If you’re looking for a reason not to wander the woods at night, this story is for you: A hunter recently shot a monstrous wild pig weighing in at 500 pounds.

According to a CNN story:

“Jett Webb killed the massive animal last month in eastern North Carolina. When the amazing pictures of the animal and hunter recently circulated on the Internet, Webb started fielding calls from the media….’They were blown away. It’s not every day you see something that size,’ Webb said. ‘They can’t believe something that big is running around the woods of eastern North Carolina.’ Webb and a few other of his fellow hunters at the White Oak Ranch Hunting Club had been tracking the massive hog since January on surveillance cameras they have placed throughout their hunting grounds.”

Webb shot the beast with a .308-caliber AR-10 assault rifle. The meat, Webb noted, provided so much pork that it filled his deep freezer and he gave a lot of it away to friends and neighbors. Wild boars are considered an invasive species in the region and are hunted year round.

When photos of the big pig were shared on social media last week, many suspected a hoax. But wild hogs can grow surprisingly large, and the animal is real. This is only the latest of several so-called “Hogzillas” that have surfaced over the years.

The Original Hogzilla

The original Hogzilla, a monstrous beast said to be 12 feet long and tip the scales at 1,000 pounds, was shot and killed on a Georgia hunting reserve in 2004. Photos spread of the “mutant” pig with huge, razor-sharp tusks that could easily disembowel anyone who dared to get close enough. The story made international news and was accompanied by photographs that, while not exactly faked, definitely exaggerated the animal’s size, as the mythbusting web site Snopes.com noted.

Photographs of these huge boars — like photographs of prize fish — are often made to appear larger than they really are using a simple camera trick of forced perspective. By having the trophy animal close to the camera lens and those posing with it slightly farther back, genuinely large beasts appear all the more gigantic.

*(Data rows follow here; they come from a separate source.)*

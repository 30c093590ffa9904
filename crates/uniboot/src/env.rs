// Copyright (c) Contributors to the SPK project.
// SPDX-License-Identifier: Apache-2.0

//! Environment maps and boot command rendering.

use std::collections::BTreeMap;
use std::fmt;

use crate::Error;

#[cfg(test)]
#[path = "./env_test.rs"]
mod env_test;

/// Environment variables declared by a configuration set.
pub type EnvMap = BTreeMap<String, String>;

/// Check that no key or value contains a space.
///
/// Entries are emitted as space-separated `--env=KEY=VALUE` tokens, so a
/// space would split one assignment into two.
pub fn validate_env(env: &EnvMap) -> crate::Result<()> {
    for (key, value) in env {
        if key.contains(' ') || value.contains(' ') {
            return Err(Error::InvalidEnvEntry {
                key: key.clone(),
                value: value.clone(),
            });
        }
    }
    Ok(())
}

/// Update the keys of `target` that also appear in `values`.
///
/// Keys unknown to `target` are ignored. Returns the updated keys in order.
pub fn override_env(target: &mut EnvMap, values: &EnvMap) -> Vec<String> {
    let mut updated = Vec::new();
    for (key, value) in values {
        if let Some(existing) = target.get_mut(key) {
            *existing = value.clone();
            updated.push(key.clone());
        }
    }
    updated
}

/// Insert `defaults` for keys `target` does not declare yet.
///
/// Empty default values are skipped. Returns the inserted keys in order.
pub fn set_default_env<I, K, V>(target: &mut EnvMap, defaults: I) -> Vec<String>
where
    I: IntoIterator<Item = (K, V)>,
    K: Into<String>,
    V: Into<String>,
{
    let mut inserted = Vec::new();
    for (key, value) in defaults {
        let value = value.into();
        if value.is_empty() {
            continue;
        }
        let key = key.into();
        if !target.contains_key(&key) {
            inserted.push(key.clone());
            target.insert(key, value);
        }
    }
    inserted
}

/// Kind of `--env` assignment understood by the unikernel command interpreter.
#[derive(Debug, Clone, Copy, PartialEq, Eq)]
pub enum Assignment {
    /// `KEY=VALUE`, always overwrites.
    Hard,
    /// `KEY?=VALUE`, only sets the variable when it is unset at run time.
    Soft,
}

impl Assignment {
    pub fn operator(&self) -> &'static str {
        match self {
            Self::Hard => "=",
            Self::Soft => "?=",
        }
    }
}

/// A generated boot command.
///
/// Renders as hard assignments, then soft assignments, then the command:
/// `--env=A=1 --env=B?=2 /bin/app`.
#[derive(Debug, Clone, Default, PartialEq, Eq)]
pub struct BootCommand {
    /// Always-overwrite assignments.
    pub hard: EnvMap,
    /// Set-only-if-unset assignments.
    pub soft: EnvMap,
    /// Runtime command executed after the environment is applied.
    pub command: String,
}

impl BootCommand {
    pub fn new<S: Into<String>>(command: S) -> Self {
        Self {
            command: command.into(),
            ..Default::default()
        }
    }

    /// Add every entry of `env` as a hard assignment.
    pub fn with_hard_env(mut self, env: &EnvMap) -> Self {
        self.hard
            .extend(env.iter().map(|(k, v)| (k.clone(), v.clone())));
        self
    }

    /// Add a soft assignment, replacing an earlier soft value for the same key.
    pub fn push_soft<K: Into<String>, V: Into<String>>(&mut self, key: K, value: V) {
        self.soft.insert(key.into(), value.into());
    }

    /// The assignments as `--env=` tokens, hard ones first.
    pub fn env_tokens(&self) -> Vec<String> {
        let hard = self.hard.iter().map(|(k, v)| (Assignment::Hard, k, v));
        let soft = self.soft.iter().map(|(k, v)| (Assignment::Soft, k, v));
        hard.chain(soft)
            .map(|(kind, k, v)| format!("--env={k}{}{v}", kind.operator()))
            .collect()
    }
}

impl fmt::Display for BootCommand {
    fn fmt(&self, f: &mut fmt::Formatter<'_>) -> fmt::Result {
        for token in self.env_tokens() {
            write!(f, "{token} ")?;
        }
        f.write_str(&self.command)
    }
}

A team of scientists with National Geographic studied Hogzilla and debunked some of the more outlandish claims about it. First of all, Hogzilla was not a “mutant.” It was in fact a hybrid of a domestic pig and a wild boar — because both belong to the biological family Suidae, interbreeding is not only possible by fairly common. Secondly, the beast was about 800 pounds instead of 1,000.